Technology, particularly for pharmaceuticals, is largely concentrated in the Global North. The idea is that the knowledge, and potentially even the hard technology, will be made available to the Global South, and to countries at different income levels. 

So there is a group of higher-income countries that, for lack of a better term, hoard some of this technology and a group of countries that want equitable access to the technology. 

In the recent versions of the draft, we’ve seen a lot of language around facilitating technology transfer rather than requiring it.

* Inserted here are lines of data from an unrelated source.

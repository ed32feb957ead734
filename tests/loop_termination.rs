use std::sync::mpsc;
use std::thread;
use std::time::Duration;

use flowkeep::config::Config;
use flowkeep::error::UserError;
use flowkeep::message::Message;
use flowkeep::runtime::input::Feed;
use flowkeep::Scope;

#[test]
fn loop_terminates_once_predicate_is_satisfied() {
    let _ = env_logger::try_init();
    let mut scope = Scope::new();
    let (input, feed) = scope.new_input();

    let body = |msg: Message| -> Result<Message, UserError> {
        let n: u32 = String::from_utf8_lossy(msg.as_bytes())
            .parse()
            .map_err(|_| UserError("not a number".to_string()))?;
        Ok(Message::from_str(&(n + 1).to_string()))
    };
    let should_loop = |msg: &Message| -> bool {
        let n: u32 = String::from_utf8_lossy(msg.as_bytes()).parse().unwrap_or(0);
        n < 5
    };

    let exit = scope.loop_scope(input, body, should_loop);

    let (tx, rx) = mpsc::channel();
    scope.inspect(exit, move |msg, _ts| {
        tx.send(String::from_utf8_lossy(msg.as_bytes()).to_string()).unwrap();
        Ok(())
    });

    let (mut worker, cancel, handles) = scope.build(Config::default());
    let worker_thread = thread::spawn(move || worker.run());

    feed.send(Feed::Advance { epoch: 0, message: Message::from_str("0") }).unwrap();

    let observed = rx.recv_timeout(Duration::from_secs(2)).expect("loop exit observed");
    assert_eq!(observed, "5");

    cancel.cancel();
    worker_thread.join().unwrap().unwrap();
    drop(handles);
}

One thing to reflect on is a large reason why this imbalance exists. High-income countries have these financial and technical resources because of long histories of colonialism and slavery. These are entrenched inequities. 

There’s a historical dynamic at play: Global South countries have been subjected to scientific extractivism, where high-income countries’ researchers have come in, isolated pathogens, taken them out of the country, and then used them to produce vaccines, diagnostics, and therapeutics.

That's why we see pathogen access and benefit sharing as a big issue in the treaty. High-income countries need to get access to pathogens in order to create vaccines, diagnostics, and therapeutics, and they’ve pushed lower-income countries to provide that without agreeing to equitably share the benefits that arise from the use. 

The treaty failed to pass over the summer. Now what?

At the World Health Assembly in June, right down to the last minute, countries were trying to see if they could come to an agreement and adopt this treaty. When they realized they couldn’t, they decided that they wouldn't end the negotiation process. Instead, they would extend it for up to another year at the next WHA in May 2025 or, if they can come to an agreement earlier, convene a special session of the WHA later this year.

Why is there such urgency to pass this plan? 

We know that climate change, biodiversity loss, and chemical pollution are rapidly accelerating and driving the emergence of potential new pandemic threats. Interactions between animals and humans from changing land use—the interface of potential zoonotic spillover—are increasing rapidly. Time is of the essence to get some of these governance structures in place now so that we are prepared for the next pandemic.

We have some international law for pandemic influenza. But what we saw over the course of COVID-19 is that a lot of those norms and expectations we have for influenza were undone within the context of COVID-19.

With the pandemic treaty, even if we end up with a very high-level agreement, at the end of the day, part of it is about rebuilding trust between countries. It's about rebuilding those norms, those expected standards of behavior between countries and institutions like the WHO.

This interview was edited for length and clarity by Rin Swann.